This discovery would’ve been captivating because of that fact alone, but it was even more surprising because of where and when the fish skull was found: in a coal mine in 19th century Great Britain. Since coal deposits were worked by hand rather than machine, the fossil wasn’t ground up, so it could be noticed by workers. At the same time, this seemingly mundane artifact was important because Friedman would realize it unlocked clues about brain evolution in a group of fishes that existed more than 250 million years before dinosaurs became extinct.
After it left that coal mine, the fossil eventually found its home in the Manchester Museum collections.

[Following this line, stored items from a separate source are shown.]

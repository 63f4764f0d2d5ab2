//! GPU evaluator.
//!
//! Walks the GPUs in profile order, routes each one through its decision
//! table in [`rules`](crate::rules) and keeps the devices the table does not
//! drop. The "supported discrete GPU seen so far" flag carries across
//! devices, so an integrated GPU listed after a discrete one is judged
//! differently from one listed before it.

use std::ops::Range;

use hwcompat_data::{PciIdList, ReferenceData};
use tracing::debug;

use crate::config::EngineConfig;
use crate::error::Result;
use crate::profile::{category, device_props, CpuInfo, DeviceMap, GpuDevice};
use crate::rules::{apply_effects, table_for, Disposition, GpuCandidate};
use crate::state::CompatState;

/// CPU generation indices whose integrated graphics have a driver
/// (Sandy Bridge through Cannon Lake).
pub const SUPPORTED_IGPU_GENERATIONS: Range<usize> = 0..12;

/// Chipset indices Comet Lake graphics cannot drive (the 500-series).
pub const COMET_LAKE_EXCLUDED_CHIPSETS: Range<usize> = 110..122;

/// Host facts the GPU rules depend on.
#[derive(Debug, Clone, Copy)]
pub struct HostContext<'a> {
    pub cpu: &'a CpuInfo<'a>,
    pub chipset: &'a str,
}

pub fn evaluate(
    mut state: CompatState,
    host: HostContext<'_>,
    devices: &DeviceMap,
    reference: &dyn ReferenceData,
    config: &EngineConfig,
) -> Result<(CompatState, DeviceMap)> {
    let low_end_cpu = host.cpu.is_low_end();
    let cpu_has_avx2 = host.cpu.instruction_set.has("AVX2");
    let comet_lake_excluded_chipset =
        reference.chipset_in_range(host.chipset, COMET_LAKE_EXCLUDED_CHIPSETS);

    let mut supported = DeviceMap::new();
    let mut discrete_found = false;

    for (name, value) in devices {
        let props = device_props(category::GPU, name, value)?;
        let device = GpuDevice::from_props(name, props)?;
        let table = table_for(&device);

        let codename = if table.needs_codename {
            device.codename()?
        } else {
            ""
        };
        if table.marks_discrete {
            discrete_found = true;
        }

        let candidate = GpuCandidate {
            name,
            codename,
            discrete_found,
            low_end_cpu,
            cpu_has_avx2,
            known_intel_generation: reference
                .cpu_generation_in_range(codename, SUPPORTED_IGPU_GENERATIONS),
            comet_lake_excluded_chipset,
            amd_igpu_listed: device
                .device_id
                .is_some_and(|id| reference.contains_pci_id(PciIdList::AmdIntegratedGpu, id)),
        };

        let disposition = match table.first_match(&candidate) {
            Some(rule) => {
                let disposition = apply_effects(
                    rule.effects,
                    &mut state,
                    &mut discrete_found,
                    config.latest_version,
                );
                debug!(
                    category = "GPU",
                    device = %name,
                    table = table.name,
                    rule = rule.label,
                    min = state.min_version(),
                    max = state.max_version(),
                    "rule applied"
                );
                disposition
            }
            None => Disposition::Drop,
        };

        match disposition {
            Disposition::Keep => {
                supported.insert(name.clone(), value.clone());
            }
            Disposition::Drop => {
                state.mark_unsupported(format!("{}: {}", device.device_type, name));
            }
        }
    }

    Ok((state, supported))
}
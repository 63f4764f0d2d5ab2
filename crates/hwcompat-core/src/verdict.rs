//! The compatibility verdict and the annotated report.

use hwcompat_data::{releases_between, MacOsRelease};
use serde::{Deserialize, Serialize};

use crate::profile::HardwareProfile;
use crate::state::CLOSED;

/// Supported Darwin range.
#[derive(Debug, Clone, Copy, PartialEq, Eq, Serialize, Deserialize)]
pub struct VersionRange {
    #[serde(rename = "Max Version")]
    pub max_version: i32,
    #[serde(rename = "Min Version")]
    pub min_version: i32,
}

/// Final output of an evaluation, stored under the profile's
/// `Compatibility` key.
#[derive(Debug, Clone, PartialEq, Eq, Serialize, Deserialize)]
pub struct CompatibilityVerdict {
    #[serde(rename = "macOS Version")]
    pub macos_version: VersionRange,
    /// In evaluation order: CPU, GPUs, then Audio, Biometric, Network,
    /// Storage and SD Controller.
    #[serde(rename = "Unsupported Devices")]
    pub unsupported_devices: Vec<String>,
}

impl CompatibilityVerdict {
    /// Whether at least one release is supported.
    pub fn is_supported(&self) -> bool {
        let range = self.macos_version;
        range.min_version != CLOSED && range.min_version <= range.max_version
    }

    /// Named releases within the supported range, oldest first.
    pub fn supported_releases(&self) -> Vec<&'static MacOsRelease> {
        if !self.is_supported() {
            return Vec::new();
        }
        releases_between(self.macos_version.min_version, self.macos_version.max_version).collect()
    }
}

/// Result of [`check_compatibility`](crate::check_compatibility).
#[derive(Debug, Clone, PartialEq)]
pub struct CompatibilityReport {
    /// Input profile with filtered categories and the `Compatibility` key.
    pub profile: HardwareProfile,
    pub verdict: CompatibilityVerdict,
}

#[cfg(test)]
mod tests {
    use super::*;
    use serde_json::json;

    fn verdict(min: i32, max: i32) -> CompatibilityVerdict {
        CompatibilityVerdict {
            macos_version: VersionRange {
                max_version: max,
                min_version: min,
            },
            unsupported_devices: vec![],
        }
    }

    #[test]
    fn test_serialized_keys() {
        let mut v = verdict(18, 21);
        v.unsupported_devices.push("Audio: Creative".to_string());
        assert_eq!(
            serde_json::to_value(&v).unwrap(),
            json!({
                "macOS Version": {"Max Version": 21, "Min Version": 18},
                "Unsupported Devices": ["Audio: Creative"]
            })
        );
    }

    #[test]
    fn test_supported_releases() {
        let names: Vec<&str> = verdict(20, 22)
            .supported_releases()
            .iter()
            .map(|r| r.name)
            .collect();
        assert_eq!(names, ["Big Sur", "Monterey", "Ventura"]);
    }

    #[test]
    fn test_closed_and_inverted_ranges_are_unsupported() {
        assert!(!verdict(-1, -1).is_supported());
        assert!(!verdict(19, 17).is_supported());
        assert!(verdict(19, 19).is_supported());
        assert!(verdict(-1, -1).supported_releases().is_empty());
    }
}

“The fossil could be seen as disconnected from human enterprise, but it was actually intimately bound up with the economy and geopolitics at the time,” Friedman says. “It’s a reminder that nothing we do in science is divorced from how we interact with people.”
From Rio to Ann Arbor
The discovery also inspires Rodrigo Figueroa, a doctoral student interested in fish evolution who began working with Friedman several years ago.
“It doesn’t matter how much we look at living creatures. We have to look at fossils to understand the big picture, to understand where we come from and the evolution of life on our planet,” Figueroa says. “It’s such an interesting fossil in that it proves wrong what we thought about ray-finned fishes. This brain is similar to other backboned animals instead of ray-finned fishes.”